╭─ Material shown

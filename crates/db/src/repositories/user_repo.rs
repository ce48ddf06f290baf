//! Repository for the `users` table.

use sqlx::PgPool;
use veranda_core::types::{DbId, Timestamp};

use crate::models::user::{CreateUser, UpdateUser, User};

/// Column list for `users` queries.
const COLUMNS: &str = "id, username, email, phone, password_hash, role_id, project_id, unit_id, \
     is_active, failed_login_count, locked_until, last_login_at, deleted_at, created_at, updated_at";

/// Provides CRUD operations for users.
pub struct UserRepo;

impl UserRepo {
    /// Insert a new user, returning the created row.
    pub async fn create(pool: &PgPool, input: &CreateUser) -> Result<User, sqlx::Error> {
        let query = format!(
            "INSERT INTO users (username, email, phone, password_hash, role_id, project_id, unit_id)
             VALUES ($1, $2, $3, $4, $5, $6, $7)
             RETURNING {COLUMNS}"
        );
        sqlx::query_as::<_, User>(&query)
            .bind(&input.username)
            .bind(&input.email)
            .bind(&input.phone)
            .bind(&input.password_hash)
            .bind(input.role_id)
            .bind(input.project_id)
            .bind(input.unit_id)
            .fetch_one(pool)
            .await
    }

    /// Find a user by id. Excludes soft-deleted rows.
    pub async fn find_by_id(pool: &PgPool, id: DbId) -> Result<Option<User>, sqlx::Error> {
        let query = format!("SELECT {COLUMNS} FROM users WHERE id = $1 AND deleted_at IS NULL");
        sqlx::query_as::<_, User>(&query)
            .bind(id)
            .fetch_optional(pool)
            .await
    }

    /// Find a user by username. Excludes soft-deleted rows.
    pub async fn find_by_username(
        pool: &PgPool,
        username: &str,
    ) -> Result<Option<User>, sqlx::Error> {
        let query =
            format!("SELECT {COLUMNS} FROM users WHERE username = $1 AND deleted_at IS NULL");
        sqlx::query_as::<_, User>(&query)
            .bind(username)
            .fetch_optional(pool)
            .await
    }

    /// List all users, newest first. Excludes soft-deleted rows.
    pub async fn list(pool: &PgPool) -> Result<Vec<User>, sqlx::Error> {
        let query =
            format!("SELECT {COLUMNS} FROM users WHERE deleted_at IS NULL ORDER BY created_at DESC");
        sqlx::query_as::<_, User>(&query).fetch_all(pool).await
    }

    /// List users of one project, newest first. Excludes soft-deleted rows.
    pub async fn list_by_project(
        pool: &PgPool,
        project_id: DbId,
    ) -> Result<Vec<User>, sqlx::Error> {
        let query = format!(
            "SELECT {COLUMNS} FROM users \
             WHERE project_id = $1 AND deleted_at IS NULL \
             ORDER BY created_at DESC"
        );
        sqlx::query_as::<_, User>(&query)
            .bind(project_id)
            .fetch_all(pool)
            .await
    }

    /// List active users of a project holding the named role.
    ///
    /// Used for notification fan-out (e.g. all residents, all security staff).
    pub async fn list_active_by_role(
        pool: &PgPool,
        project_id: DbId,
        role_name: &str,
    ) -> Result<Vec<User>, sqlx::Error> {
        let query = format!(
            "SELECT u.{} FROM users u \
             JOIN roles r ON r.id = u.role_id \
             WHERE u.project_id = $1 AND r.name = $2 \
               AND u.is_active AND u.deleted_at IS NULL",
            COLUMNS.replace(", ", ", u.")
        );
        sqlx::query_as::<_, User>(&query)
            .bind(project_id)
            .bind(role_name)
            .fetch_all(pool)
            .await
    }

    /// List active residents assigned to a unit.
    pub async fn list_active_by_unit(
        pool: &PgPool,
        unit_id: DbId,
    ) -> Result<Vec<User>, sqlx::Error> {
        let query = format!(
            "SELECT {COLUMNS} FROM users \
             WHERE unit_id = $1 AND is_active AND deleted_at IS NULL"
        );
        sqlx::query_as::<_, User>(&query)
            .bind(unit_id)
            .fetch_all(pool)
            .await
    }

    /// Count active users of a project holding the named role.
    pub async fn count_active_by_role(
        pool: &PgPool,
        project_id: DbId,
        role_name: &str,
    ) -> Result<i64, sqlx::Error> {
        let count: Option<i64> = sqlx::query_scalar(
            "SELECT COUNT(*) FROM users u \
             JOIN roles r ON r.id = u.role_id \
             WHERE u.project_id = $1 AND r.name = $2 \
               AND u.is_active AND u.deleted_at IS NULL",
        )
        .bind(project_id)
        .bind(role_name)
        .fetch_one(pool)
        .await?;
        Ok(count.unwrap_or(0))
    }

    /// Update a user's profile fields. Only non-`None` fields are applied.
    ///
    /// Returns `None` if no live row with the given `id` exists.
    pub async fn update(
        pool: &PgPool,
        id: DbId,
        input: &UpdateUser,
    ) -> Result<Option<User>, sqlx::Error> {
        let query = format!(
            "UPDATE users SET
                username = COALESCE($2, username),
                email = COALESCE($3, email),
                phone = COALESCE($4, phone),
                role_id = COALESCE($5, role_id),
                unit_id = COALESCE($6, unit_id),
                is_active = COALESCE($7, is_active),
                updated_at = NOW()
             WHERE id = $1 AND deleted_at IS NULL
             RETURNING {COLUMNS}"
        );
        sqlx::query_as::<_, User>(&query)
            .bind(id)
            .bind(&input.username)
            .bind(&input.email)
            .bind(&input.phone)
            .bind(input.role_id)
            .bind(input.unit_id)
            .bind(input.is_active)
            .fetch_optional(pool)
            .await
    }

    /// Deactivate a user (blocks login, keeps the row). Returns `true` if a
    /// live active row was deactivated.
    pub async fn deactivate(pool: &PgPool, id: DbId) -> Result<bool, sqlx::Error> {
        let result = sqlx::query(
            "UPDATE users SET is_active = FALSE, updated_at = NOW() \
             WHERE id = $1 AND is_active AND deleted_at IS NULL",
        )
        .bind(id)
        .execute(pool)
        .await?;
        Ok(result.rows_affected() > 0)
    }

    /// Replace a user's password hash. Returns `true` if a row was updated.
    pub async fn set_password_hash(
        pool: &PgPool,
        id: DbId,
        password_hash: &str,
    ) -> Result<bool, sqlx::Error> {
        let result = sqlx::query(
            "UPDATE users SET password_hash = $2, updated_at = NOW() \
             WHERE id = $1 AND deleted_at IS NULL",
        )
        .bind(id)
        .bind(password_hash)
        .execute(pool)
        .await?;
        Ok(result.rows_affected() > 0)
    }

    /// Bump the consecutive-failure counter after a bad password.
    pub async fn increment_failed_login(pool: &PgPool, id: DbId) -> Result<(), sqlx::Error> {
        sqlx::query("UPDATE users SET failed_login_count = failed_login_count + 1 WHERE id = $1")
            .bind(id)
            .execute(pool)
            .await?;
        Ok(())
    }

    /// Lock the account until the given time.
    pub async fn lock_account(
        pool: &PgPool,
        id: DbId,
        locked_until: Timestamp,
    ) -> Result<(), sqlx::Error> {
        sqlx::query("UPDATE users SET locked_until = $2 WHERE id = $1")
            .bind(id)
            .bind(locked_until)
            .execute(pool)
            .await?;
        Ok(())
    }

    /// Reset lockout state and stamp `last_login_at` after a good login.
    pub async fn record_successful_login(pool: &PgPool, id: DbId) -> Result<(), sqlx::Error> {
        sqlx::query(
            "UPDATE users SET failed_login_count = 0, locked_until = NULL, last_login_at = NOW() \
             WHERE id = $1",
        )
        .bind(id)
        .execute(pool)
        .await?;
        Ok(())
    }
}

╰─

Problem description — The expected result is every line from the material above that includes "live".

Answer to this task —
    /// Returns `None` if no live row with the given `id` exists.
    /// live active row was deactivated.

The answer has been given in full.